Bond Gone Bad

The Day of the Jackal dir. Fred Zinnemann

Yes, it’s a tad dated in the acting department, but in other ways the long, patient game of The Day of the Jackal is refreshing and exhilarating.  It has the city-shifting rhythm of a Bond film, but geography has a heft you don’t often get in contemporary thrillers - distances and locations matter to the plot, and aren’t just there to create a veneer of international pizazz.  And while his deadly judo chops can seem a little silly, Edward Fox’s Jackal is gripping, chilling, and darkly charismatic - he seems at time like David Bowie’s sinister double, Ziggy Stardust gone to the dark side, trading in his Fender for an Italian-made sniper rifle (complete with customized exploding bullets!).  His assignment might derive from a specific historical moment - defeated French right-wingers seeking vengeance for Charles de Gaulle’s handling of the war in Algeria - but the Jackal also possesses a nihilistic lone wolf quality, pursuing his mission even when its political purposes have disappeared.  The film clearly maintains the Jackal as a figure of fascination: you don’t necessarily want him to succeed in his mission, but every scene reveals new reserves of ingenuity and determination, if not necessarily any deeper insight into his character.  Here, the Bond parallels again feel apparent - this Englishman has a license to kill, uses sex as a weapon, and deploys a lack of conscience to his advantage.

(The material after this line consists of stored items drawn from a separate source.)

//! Login, registration, and session management against the injected store.
//! All failures here are domain-level: they surface as 400-class envelope
//! errors, never as 500s.

use chrono::Utc;
use serde_json::Value;
use std::sync::Arc;
use tracing::{debug, info};

use crate::models::session::{Role, Session};
use crate::models::user::User;
use crate::services::{DomainError, DomainResult};
use crate::storage::{KeyValueStore, get_json, keys, set_json};
use crate::utils::ids::{account_number, entity_id};

pub struct AuthService {
    store: Arc<dyn KeyValueStore>,
}

/// Fields a user may change about themselves. Identity, role, and account
/// number are immutable.
#[derive(Debug, Clone, Default, serde::Deserialize)]
#[serde(rename_all = "camelCase", deny_unknown_fields)]
pub struct ProfileUpdate {
    pub full_name: Option<String>,
    pub email: Option<String>,
    pub password: Option<String>,
}

impl AuthService {
    pub fn new(store: Arc<dyn KeyValueStore>) -> Self {
        Self { store }
    }

    pub fn current_session(&self) -> Option<Session> {
        get_json(self.store.as_ref(), keys::SESSION)
    }

    pub fn is_authenticated(&self) -> bool {
        self.current_session().is_some()
    }

    pub fn is_admin(&self) -> bool {
        self.current_session()
            .map(|session| session.role == Role::Admin)
            .unwrap_or(false)
    }

    fn users(&self) -> Vec<User> {
        get_json(self.store.as_ref(), keys::USERS).unwrap_or_default()
    }

    fn save_users(&self, users: &[User]) -> DomainResult<()> {
        set_json(self.store.as_ref(), keys::USERS, &users)?;
        Ok(())
    }

    fn set_session(&self, user: &User) -> DomainResult<Session> {
        let session = Session {
            user_id: user.id.clone(),
            username: user.username.clone(),
            full_name: user.full_name.clone(),
            email: user.email.clone(),
            role: user.role,
            account_number: user.account_number.clone(),
            login_time: Utc::now(),
        };
        set_json(self.store.as_ref(), keys::SESSION, &session)?;
        Ok(session)
    }

    pub fn login(&self, username: &str, password: &str) -> DomainResult<Session> {
        let users = self.users();
        let user = users
            .iter()
            .find(|u| u.username == username && u.password == password)
            .ok_or(DomainError::InvalidCredentials)?;

        let session = self.set_session(user)?;
        info!(user_id = %session.user_id, "login_succeeded");
        Ok(session)
    }

    /// Create a new user with a generated account number and zero opening
    /// balance, then log them in.
    pub fn register(
        &self,
        username: &str,
        password: &str,
        email: &str,
        full_name: &str,
    ) -> DomainResult<Session> {
        let mut users = self.users();

        if users.iter().any(|u| u.username == username) {
            return Err(DomainError::UsernameTaken);
        }
        if users.iter().any(|u| u.email == email) {
            return Err(DomainError::EmailTaken);
        }

        let user = User {
            id: entity_id("user"),
            username: username.to_string(),
            password: password.to_string(),
            email: email.to_string(),
            full_name: full_name.to_string(),
            // New registrations are always plain users.
            role: Role::User,
            account_number: account_number(),
            balance: 0.0,
            currency: "USD".to_string(),
            created_at: Utc::now(),
        };
        users.push(user.clone());
        self.save_users(&users)?;

        let session = self.set_session(&user)?;
        info!(user_id = %session.user_id, "registration_succeeded");
        Ok(session)
    }

    pub fn logout(&self) {
        self.store.remove(keys::SESSION);
        debug!("session_destroyed");
    }

    pub fn user_by_id(&self, user_id: &str) -> Option<User> {
        self.users().into_iter().find(|u| u.id == user_id)
    }

    pub fn update_profile(&self, user_id: &str, updates: &Value) -> DomainResult<User> {
        let updates: ProfileUpdate = serde_json::from_value(updates.clone())
            .map_err(|e| DomainError::InvalidUpdate(e.to_string()))?;

        let mut users = self.users();
        let user = users
            .iter_mut()
            .find(|u| u.id == user_id)
            .ok_or(DomainError::UserNotFound)?;

        if let Some(full_name) = updates.full_name {
            user.full_name = full_name;
        }
        if let Some(email) = updates.email {
            user.email = email;
        }
        if let Some(password) = updates.password {
            user.password = password;
        }

        let updated = user.clone();
        self.save_users(&users)?;

        // Keep the session in line when the current user edits themselves.
        if let Some(session) = self.current_session() {
            if session.user_id == user_id {
                self.set_session(&updated)?;
            }
        }

        Ok(updated)
    }
}

#[cfg(test)]
mod tests {
    use super::*;
    use crate::storage::MemoryStore;
    use crate::utils::seeder::seed_data;
    use pretty_assertions::assert_eq;

    fn service() -> AuthService {
        let store = Arc::new(MemoryStore::new());
        seed_data(store.as_ref()).expect("seed");
        AuthService::new(store)
    }

    #[test]
    fn login_with_valid_credentials_creates_session() {
        let auth = service();
        let session = auth.login("john.doe", "user123").expect("login");
        assert_eq!(session.user_id, "user_001");
        assert_eq!(auth.current_session(), Some(session));
        assert!(auth.is_authenticated());
        assert!(!auth.is_admin());
    }

    #[test]
    fn login_with_wrong_password_fails_without_session() {
        let auth = service();
        let err = auth.login("john.doe", "wrong").expect_err("must fail");
        assert!(matches!(err, DomainError::InvalidCredentials));
        assert!(auth.current_session().is_none());
    }

    #[test]
    fn register_rejects_duplicate_username_and_email() {
        let auth = service();
        let taken = auth.register("john.doe", "pw", "new@example.com", "New User");
        assert!(matches!(taken, Err(DomainError::UsernameTaken)));

        let taken = auth.register("new.user", "pw", "john.doe@example.com", "New User");
        assert!(matches!(taken, Err(DomainError::EmailTaken)));
    }

    #[test]
    fn register_creates_zero_balance_user_and_logs_in() {
        let auth = service();
        let session = auth
            .register("new.user", "pw12345", "new@example.com", "New User")
            .expect("register");

        assert_eq!(session.role, Role::User);
        assert_eq!(session.account_number.len(), 10);

        let user = auth.user_by_id(&session.user_id).expect("stored");
        assert_eq!(user.balance, 0.0);
        assert_eq!(auth.current_session().map(|s| s.user_id), Some(user.id));
    }

    #[test]
    fn logout_destroys_session() {
        let auth = service();
        auth.login("john.doe", "user123").expect("login");
        auth.logout();
        assert!(!auth.is_authenticated());
    }

    #[test]
    fn update_profile_pins_immutable_fields() {
        let auth = service();
        auth.login("john.doe", "user123").expect("login");

        let err = auth
            .update_profile("user_001", &serde_json::json!({"role": "admin"}))
            .expect_err("must reject");
        assert!(matches!(err, DomainError::InvalidUpdate(_)));

        let updated = auth
            .update_profile("user_001", &serde_json::json!({"fullName": "Johnny Doe"}))
            .expect("update");
        assert_eq!(updated.full_name, "Johnny Doe");
        assert_eq!(updated.account_number, "1234567890");

        // Session follows the profile change.
        assert_eq!(
            auth.current_session().map(|s| s.full_name),
            Some("Johnny Doe".to_string())
        );
    }

    #[test]
    fn admin_user_is_recognized() {
        let auth = service();
        auth.login("admin", "admin123").expect("login");
        assert!(auth.is_admin());
    }
}
pub mod auth_service;
pub mod bank_service;
pub mod bridge;
pub mod fault;
pub mod mock_api;
pub mod sanitizer;
pub mod service_worker;
pub mod token_service;

use thiserror::Error;

use crate::error::AppError;

/// Failures a domain operation can report. These travel back to callers as
/// 400-class envelope errors; only the `Storage` variant escalates to the
/// orchestrator's 500 path.
#[derive(Debug, Error)]
pub enum DomainError {
    #[error("Invalid username or password")]
    InvalidCredentials,
    #[error("Username already exists")]
    UsernameTaken,
    #[error("Email already registered")]
    EmailTaken,
    #[error("User not found")]
    UserNotFound,
    #[error("Account not found")]
    AccountNotFound,
    #[error("Sender account not found")]
    SenderNotFound,
    #[error("Recipient account not found")]
    RecipientNotFound,
    #[error("Transfer amount must be greater than zero")]
    NonPositiveAmount,
    #[error("Insufficient balance")]
    InsufficientBalance,
    #[error("Cannot transfer to your own account")]
    SelfTransfer,
    #[error("Invalid profile update: {0}")]
    InvalidUpdate(String),
    #[error(transparent)]
    Storage(#[from] AppError),
}

pub type DomainResult<T> = Result<T, DomainError>;
//! Simulated banking backend.
//!
//! Everything here runs in-process: domain operations execute synchronously
//! against an injected key-value store, and the mock API layer wraps them in
//! REST-like response envelopes with simulated latency, token authentication,
//! fault injection, and a service-worker-style network visibility layer that
//! records sanitized traffic in an inspectable log.

pub mod config;
pub mod error;
pub mod handlers;
pub mod models;
pub mod services;
pub mod storage;
pub mod utils;

// Re-export commonly used types for convenience
pub use config::SimulationSettings;
pub use error::{AppError, AppResult};
pub use handlers::BankClient;
pub use models::envelope::{Method, ResponseEnvelope};
pub use services::mock_api::MockApi;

The Jackal’s nemesis, the unassuming police inspector Lebel (Michael Lonsdale), is equally methodical, if far less flashy (I defy any viewer not to have an Inspector Clouseau flashback at least once during Lebel’s time onscreen -- and to bring the James Bond references full circle, Lonsdale played villain Hugo Drax in the Roger Moore-fronted Moonraker).  In a race against time, Lebel relies on deduction, basic policework, and luck to track his man.  He and the Jackal create an essential dialectic for the film; the cleverer the Jackal appears, the more you root for the inspector to rise to the occasion.  This is a film that makes the viewer root for legitimate intelligence work, and argues for its efficacy; it’s a reminder that once upon a time, the surveillance powers of the state were not nearly so broad, or that they at least took a lot more manpower.  Creepier are the depictions of France’s counterintelligence service, which is depicted as engaging in kidnapping, torture, murder, and generally going too far; showing that the government is also capable of evil helps lend the film a certain moral gravity, and elevates it above a simple good police versus evil terrorist narrative.